While prefrontal cortex and brain-wide, interregional networks are often studied in major neurological and psychiatric disorders, synaptic and cell-type specific pathophysiology has been identified in nearly all cortical areas in diseases like schizophrenia (SZ), suggesting that neuronal circuit function at the most basic level could play a critical role. Two-photon calcium imaging (2P-Ca++) studies in rodents have shown that local neuron populations in neocortical circuits (<1mm3) display distinct activity patterns made up of coactive “ensembles”, a level of detailed dynamics not captured by gross level (EEG, fMRI) or single neuron recordings. These activity patterns repeat during basic sensory and cognitive processing and also spontaneously at rest, suggesting that they make up the preferred, semi-stable “attractor” states of the cortex. Here I present findings from distinct mouse models of SZ-relevant disease processes (NMDA-receptor block, 22q11.2 microdeletion) that support the notion that a disorganization of local ensembles and the underlying “attractor” landscape could underlie basic perceptual and cognitive deficits in the disease. Interestingly, while acute manipulations of excitation, inhibition, or top-down inputs recreated cortical processing abnormalities at the single neuron level, key deficits in population-level synchrony patterns were only observed after chronic disease-relevant manipulations or in genetic models. Implications and future approaches for understanding and targeting altered synaptic plasticity processes across key neurodevelopmental periods will be discussed.

Travis Baker
Rutgers Center for Molecular and Behavioral Neuroscience
Rutgers University

Neurocognitive alterations to mesocorticolimbic reward function by drugs of abuse are thought to facilitate a progression towards excessive drug use. Despite efforts to identify methods to counteract such drug-induced neural alterations, brain-based treatments for this disorder remain underdeveloped and often ineffective.
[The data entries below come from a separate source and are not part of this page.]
//! Configuration loading from disk, environment, and command line.

use std::fs;
use std::path::Path;

use crate::config::schema::GatewayConfig;
use crate::config::validation::{validate_config, ValidationError};

/// Environment variable overriding `backend.host`.
pub const ENV_BACKEND_HOST: &str = "ORDERENGINE_HOST";
/// Environment variable overriding `backend.port`.
pub const ENV_BACKEND_PORT: &str = "ORDERENGINE_PORT";
/// Environment variable overriding `listener.bind_address`.
pub const ENV_BIND_ADDRESS: &str = "ORDER_GATEWAY_BIND";

/// Error type for configuration loading.
#[derive(Debug)]
pub enum ConfigError {
    Io(std::io::Error),
    Parse(toml::de::Error),
    Env { var: &'static str, value: String },
    Validation(Vec<ValidationError>),
}

impl std::fmt::Display for ConfigError {
    fn fmt(&self, f: &mut std::fmt::Formatter<'_>) -> std::fmt::Result {
        match self {
            ConfigError::Io(e) => write!(f, "IO error: {}", e),
            ConfigError::Parse(e) => write!(f, "Parse error: {}", e),
            ConfigError::Env { var, value } => {
                write!(f, "Invalid value '{}' for environment variable {}", value, var)
            }
            ConfigError::Validation(errors) => {
                write!(f, "Validation failed: ")?;
                for (i, err) in errors.iter().enumerate() {
                    if i > 0 { write!(f, ", ")?; }
                    write!(f, "{}", err)?;
                }
                Ok(())
            }
        }
    }
}

impl std::error::Error for ConfigError {}

/// Values supplied on the command line; they win over file and environment.
#[derive(Debug, Clone, Default)]
pub struct Overrides {
    pub backend_host: Option<String>,
    pub backend_port: Option<u16>,
    pub bind_address: Option<String>,
}

impl Overrides {
    fn apply(&self, config: &mut GatewayConfig) {
        if let Some(host) = &self.backend_host {
            config.backend.host = host.clone();
        }
        if let Some(port) = self.backend_port {
            config.backend.port = port;
        }
        if let Some(bind) = &self.bind_address {
            config.listener.bind_address = bind.clone();
        }
    }
}

/// Parse a TOML document into a config, without validation.
pub fn parse_config(content: &str) -> Result<GatewayConfig, ConfigError> {
    toml::from_str(content).map_err(ConfigError::Parse)
}

/// Apply environment overrides using `lookup` to resolve variables.
pub fn apply_env_overrides<F>(config: &mut GatewayConfig, lookup: F) -> Result<(), ConfigError>
where
    F: Fn(&str) -> Option<String>,
{
    if let Some(host) = lookup(ENV_BACKEND_HOST) {
        config.backend.host = host;
    }
    if let Some(port) = lookup(ENV_BACKEND_PORT) {
        config.backend.port = port.trim().parse().map_err(|_| ConfigError::Env {
            var: ENV_BACKEND_PORT,
            value: port.clone(),
        })?;
    }
    if let Some(bind) = lookup(ENV_BIND_ADDRESS) {
        config.listener.bind_address = bind;
    }
    Ok(())
}

/// Load, override, and validate configuration.
///
/// Without a path the built-in defaults are the starting point.
pub fn load_config(path: Option<&Path>, overrides: &Overrides) -> Result<GatewayConfig, ConfigError> {
    let mut config = match path {
        Some(path) => {
            let content = fs::read_to_string(path).map_err(ConfigError::Io)?;
            parse_config(&content)?
        }
        None => GatewayConfig::default(),
    };

    apply_env_overrides(&mut config, |key| std::env::var(key).ok())?;
    overrides.apply(&mut config);

    validate_config(&config).map_err(ConfigError::Validation)?;

    Ok(config)
}

#[cfg(test)]
mod tests {
    use super::*;
    use std::collections::HashMap;

    #[test]
    fn partial_file_keeps_defaults() {
        let config = parse_config(
            r#"
            [backend]
            host = "engine.internal"
            "#,
        )
        .unwrap();
        assert_eq!(config.backend.host, "engine.internal");
        assert_eq!(config.backend.port, 50051);
        assert_eq!(config.listener.bind_address, "0.0.0.0:8080");
    }

    #[test]
    fn malformed_toml_is_a_parse_error() {
        let err = parse_config("[backend\nport = ").unwrap_err();
        assert!(matches!(err, ConfigError::Parse(_)));
    }

    #[test]
    fn env_overrides_backend_address() {
        let env: HashMap<&str, &str> =
            [(ENV_BACKEND_HOST, "10.0.0.7"), (ENV_BACKEND_PORT, "6000")].into();
        let mut config = GatewayConfig::default();
        apply_env_overrides(&mut config, |k| env.get(k).map(|v| v.to_string())).unwrap();
        assert_eq!(config.backend.host, "10.0.0.7");
        assert_eq!(config.backend.port, 6000);
    }

    #[test]
    fn env_port_must_be_numeric() {
        let mut config = GatewayConfig::default();
        let err = apply_env_overrides(&mut config, |k| {
            (k == ENV_BACKEND_PORT).then(|| "fifty".to_string())
        })
        .unwrap_err();
        assert!(matches!(err, ConfigError::Env { var: ENV_BACKEND_PORT, .. }));
    }

    #[test]
    fn command_line_wins() {
        let mut config = GatewayConfig::default();
        config.backend.host = "from-file".into();
        Overrides {
            backend_host: Some("from-cli".into()),
            backend_port: Some(7000),
            bind_address: None,
        }
        .apply(&mut config);
        assert_eq!(config.backend.host, "from-cli");
        assert_eq!(config.backend.port, 7000);
    }

    #[test]
    fn missing_file_is_io_error() {
        let err = load_config(
            Some(Path::new("/nonexistent/order-gateway.toml")),
            &Overrides::default(),
        )
        .unwrap_err();
        assert!(matches!(err, ConfigError::Io(_)));
    }
}
//! Lifecycle management subsystem.
//!
//! # Data Flow
//! ```text
//! Startup (startup.rs):
//!     Config → Metrics recorder → Backend channel (lazy) → Gateway
//!
//! Shutdown (shutdown.rs):
//!     Signal received → Stop accepting → Drain requests → Close channel
//!
//! Signals (signals.rs):
//!     SIGTERM/SIGINT → Trigger graceful shutdown
//! ```
//!
//! # Design Decisions
//! - Ordered startup: config first, then core, then listeners
//! - Ordered shutdown: stop accept, drain, close
//! - The backend channel is closed exactly once, after the HTTP server returns

pub mod shutdown;
pub mod signals;
pub mod startup;

pub use shutdown::Shutdown;
pub use startup::{build_services, Services, StartupError};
In this talk, I propose that the anterior cingulate cortex (ACC) putative function—selecting and motivating the execution of extended goal-directed behaviors—can be utilized as a biomarker for the abnormal reward processes underlying substance misuse. I will present support for this proposal utilizing the reward positivity as a quantifiable EEG metric of reward-related ACC function. First, people who abuse addictive substances produce a relatively small reward positivity to monetary incentives, and that this impairment is modulated by a genetic polymorphism that codes for the expression of dopamine D4 receptors. Second, drug rewards (puffs of a cigarette) elicit a relatively larger reward positivity than nondrug rewards (money) in abstinent smokers. Third, applying excitatory or inhibitory stimulation to a subject-specific frontal-cingulate reward pathway using robot-assisted fMRI-guided rTMS can alter the amplitude of the reward positivity elicited by drug and non-drug rewards. In sum, our efforts point to a decisive role of integrating multimodal neuroimaging methods as an early stage in treatment development for substance use disorders, with a highly sensitive EEG-based biomarker of addiction severity and treatment efficacy.